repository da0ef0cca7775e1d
mod versioned_schema;

pub use versioned_schema::{
    open_versioned_db, Column, ForeignKey, ForeignKeyOnChange, SqlType, Table, VersionedSchema,
    BASE_DB_VERSION, DEFAULT_TIMESTAMP,
};
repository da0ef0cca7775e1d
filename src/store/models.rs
//! Entity and projection types shared by the store, managers and routes.

use serde::{Deserialize, Serialize};
use uuid::Uuid;

use crate::identity::CredentialHasher;

/// Unix timestamp in seconds.
pub type Timestamp = i64;

pub fn now() -> Timestamp {
    chrono::Utc::now().timestamp()
}

/// Result of an insert that may collide with a unique constraint.
#[derive(Debug, Clone, PartialEq, Eq)]
pub enum Insertion<T> {
    Inserted(T),
    Duplicate,
}

#[derive(Debug, Clone, PartialEq, Eq, Serialize)]
pub struct User {
    pub id: Uuid,
    pub username: String,
    pub email: String,
    pub full_name: String,
    pub avatar_url: Option<String>,
    pub cover_image_url: Option<String>,
    pub created_at: Timestamp,
}

#[derive(Debug, Clone)]
pub struct NewUser {
    pub username: String,
    pub email: String,
    pub full_name: String,
}

#[derive(Debug, Clone)]
pub struct PasswordCredentials {
    pub user_id: Uuid,
    pub salt: String,
    pub hash: String,
    pub hasher: CredentialHasher,
    pub created_at: Timestamp,
    pub last_used: Option<Timestamp>,
}

#[derive(Debug, Clone, Copy, PartialEq, Eq)]
pub enum ProfileImage {
    Avatar,
    Cover,
}

/// Public fields of a user, used in subscriber and subscription lists.
#[derive(Debug, Clone, PartialEq, Eq, Serialize)]
pub struct UserSummary {
    pub id: Uuid,
    pub username: String,
    pub full_name: String,
    pub avatar_url: Option<String>,
}

/// The only owner fields ever joined onto another entity.
#[derive(Debug, Clone, PartialEq, Eq, Serialize)]
pub struct OwnerProjection {
    pub full_name: String,
    pub username: String,
    pub avatar_url: Option<String>,
}

#[derive(Debug, Clone, PartialEq, Eq, Serialize)]
pub struct Video {
    pub id: Uuid,
    pub owner_id: Uuid,
    pub title: String,
    pub description: String,
    pub video_url: String,
    pub thumbnail_url: Option<String>,
    pub views: u64,
    pub is_published: bool,
    pub created_at: Timestamp,
    pub updated_at: Timestamp,
}

#[derive(Debug, Clone)]
pub struct NewVideo {
    pub owner_id: Uuid,
    pub title: String,
    pub description: String,
    pub video_url: String,
    pub thumbnail_url: Option<String>,
}

#[derive(Debug, Clone, Default, Deserialize)]
pub struct VideoChanges {
    pub title: Option<String>,
    pub description: Option<String>,
    pub thumbnail_url: Option<String>,
}

impl VideoChanges {
    pub fn is_empty(&self) -> bool {
        self.title.is_none() && self.description.is_none() && self.thumbnail_url.is_none()
    }
}

#[derive(Debug, Clone, Serialize)]
pub struct VideoWithOwner {
    #[serde(flatten)]
    pub video: Video,
    pub owner: OwnerProjection,
}

#[derive(Debug, Clone, Copy, Default, PartialEq, Eq, Deserialize)]
#[serde(rename_all = "snake_case")]
pub enum VideoSortField {
    #[default]
    CreatedAt,
    Views,
    Title,
}

#[derive(Debug, Clone, Copy, Default, PartialEq, Eq, Deserialize)]
#[serde(rename_all = "snake_case")]
pub enum SortDirection {
    Asc,
    #[default]
    Desc,
}

#[derive(Debug, Clone, Copy, PartialEq, Eq)]
pub struct Page {
    pub page: u32,
    pub limit: u32,
}

impl Page {
    pub const DEFAULT_LIMIT: u32 = 10;
    pub const MAX_LIMIT: u32 = 100;

    pub fn offset(&self) -> u64 {
        (self.page.saturating_sub(1) as u64) * self.limit as u64
    }
}

impl Default for Page {
    fn default() -> Self {
        Page {
            page: 1,
            limit: Self::DEFAULT_LIMIT,
        }
    }
}

#[derive(Debug, Clone, Default)]
pub struct VideoQuery {
    pub page: Page,
    /// Case-insensitive substring of the title.
    pub title_contains: Option<String>,
    pub sort_by: VideoSortField,
    pub sort_direction: SortDirection,
    pub owner_id: Option<Uuid>,
}

#[derive(Debug, Clone, PartialEq, Eq, Serialize)]
pub struct Comment {
    pub id: Uuid,
    pub owner_id: Uuid,
    pub video_id: Uuid,
    pub content: String,
    pub created_at: Timestamp,
    pub updated_at: Timestamp,
}

#[derive(Debug, Clone, Serialize)]
pub struct CommentWithOwner {
    #[serde(flatten)]
    pub comment: Comment,
    pub owner: OwnerProjection,
}

#[derive(Debug, Clone, PartialEq, Eq, Serialize)]
pub struct Tweet {
    pub id: Uuid,
    pub owner_id: Uuid,
    pub content: String,
    pub created_at: Timestamp,
    pub updated_at: Timestamp,
}

/// What a like points at. Exactly one target per like.
#[derive(Debug, Clone, Copy, PartialEq, Eq, Hash, Serialize, Deserialize)]
#[serde(tag = "kind", content = "id", rename_all = "snake_case")]
pub enum LikeTarget {
    Video(Uuid),
    Comment(Uuid),
    Tweet(Uuid),
}

pub const VIDEO_LIKE_KIND: i32 = 1;
pub const COMMENT_LIKE_KIND: i32 = 2;
pub const TWEET_LIKE_KIND: i32 = 3;

impl LikeTarget {
    pub fn kind_to_int(&self) -> i32 {
        match self {
            LikeTarget::Video(_) => VIDEO_LIKE_KIND,
            LikeTarget::Comment(_) => COMMENT_LIKE_KIND,
            LikeTarget::Tweet(_) => TWEET_LIKE_KIND,
        }
    }

    pub fn from_parts(kind: i32, id: Uuid) -> Option<Self> {
        match kind {
            VIDEO_LIKE_KIND => Some(LikeTarget::Video(id)),
            COMMENT_LIKE_KIND => Some(LikeTarget::Comment(id)),
            TWEET_LIKE_KIND => Some(LikeTarget::Tweet(id)),
            _ => None,
        }
    }

    pub fn id(&self) -> Uuid {
        match self {
            LikeTarget::Video(id) | LikeTarget::Comment(id) | LikeTarget::Tweet(id) => *id,
        }
    }

    pub fn kind_name(&self) -> &'static str {
        match self {
            LikeTarget::Video(_) => "Video",
            LikeTarget::Comment(_) => "Comment",
            LikeTarget::Tweet(_) => "Tweet",
        }
    }
}

#[derive(Debug, Clone, PartialEq, Eq, Serialize)]
pub struct Like {
    pub id: Uuid,
    pub user_id: Uuid,
    pub target: LikeTarget,
    pub created_at: Timestamp,
}

#[derive(Debug, Clone, PartialEq, Eq, Serialize)]
pub struct Subscription {
    pub id: Uuid,
    pub subscriber_id: Uuid,
    pub channel_id: Uuid,
    pub created_at: Timestamp,
}

#[derive(Debug, Clone, PartialEq, Eq, Serialize)]
pub struct Playlist {
    pub id: Uuid,
    pub owner_id: Uuid,
    pub name: String,
    pub description: String,
    pub videos: Vec<Uuid>,
    pub created_at: Timestamp,
    pub updated_at: Timestamp,
}

#[derive(Debug, Clone, Serialize)]
pub struct HistoryEntry {
    #[serde(flatten)]
    pub video: Video,
    pub owner: OwnerProjection,
    pub watched_at: Timestamp,
}

#[derive(Debug, Clone, PartialEq, Eq, Serialize)]
pub struct ChannelStats {
    pub channel_id: Uuid,
    pub total_views: u64,
    pub total_subscribers: u64,
    pub total_videos: u64,
    pub total_likes: u64,
}

#[derive(Debug, Clone, PartialEq, Eq, Serialize)]
pub struct ChannelProfile {
    pub id: Uuid,
    pub username: String,
    pub full_name: String,
    pub avatar_url: Option<String>,
    pub cover_image_url: Option<String>,
    pub subscribers_count: u64,
    pub subscribed_to_count: u64,
    pub is_subscribed: bool,
}
//! Error kinds surfaced to API clients.

use thiserror::Error;

pub type ApiResult<T> = std::result::Result<T, ApiError>;

#[derive(Debug, Error)]
pub enum ApiError {
    /// Malformed or missing id, or a required field failed validation.
    #[error("{0}")]
    InvalidArgument(String),

    #[error("{0}")]
    NotFound(String),

    /// The principal is authenticated but does not own the resource.
    #[error("{0}")]
    Forbidden(String),

    #[error("{0}")]
    Unauthorized(String),

    #[error("{0}")]
    Conflict(String),

    /// Store or upstream failure. The inner error is logged, never sent.
    #[error("Internal server error")]
    Internal(#[from] anyhow::Error),
}

impl ApiError {
    pub fn invalid(message: impl Into<String>) -> Self {
        ApiError::InvalidArgument(message.into())
    }

    pub fn not_found(what: &str) -> Self {
        ApiError::NotFound(format!("{} not found", what))
    }

    pub fn forbidden(message: impl Into<String>) -> Self {
        ApiError::Forbidden(message.into())
    }

    pub fn unauthorized(message: impl Into<String>) -> Self {
        ApiError::Unauthorized(message.into())
    }

    pub fn conflict(message: impl Into<String>) -> Self {
        ApiError::Conflict(message.into())
    }

    /// Machine-readable code carried in the error envelope.
    pub fn code(&self) -> &'static str {
        match self {
            ApiError::InvalidArgument(_) => "invalid_argument",
            ApiError::NotFound(_) => "not_found",
            ApiError::Forbidden(_) => "forbidden",
            ApiError::Unauthorized(_) => "unauthorized",
            ApiError::Conflict(_) => "conflict",
            ApiError::Internal(_) => "internal",
        }
    }

    pub fn status_code(&self) -> u16 {
        match self {
            ApiError::InvalidArgument(_) => 400,
            ApiError::Unauthorized(_) => 401,
            ApiError::Forbidden(_) => 403,
            ApiError::NotFound(_) => 404,
            ApiError::Conflict(_) => 409,
            ApiError::Internal(_) => 500,
        }
    }
}

/// Trims the value and fails InvalidArgument if nothing is left.
pub fn required(field: &str, value: &str) -> ApiResult<String> {
    let trimmed = value.trim();
    if trimmed.is_empty() {
        return Err(ApiError::invalid(format!("{} is required", field)));
    }
    Ok(trimmed.to_string())
}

| TASK DIRECTIONS |
Reply with the number only, stating how many lines in the listing hold the string "static".

| SOLUTION TO THIS EXERCISE |
2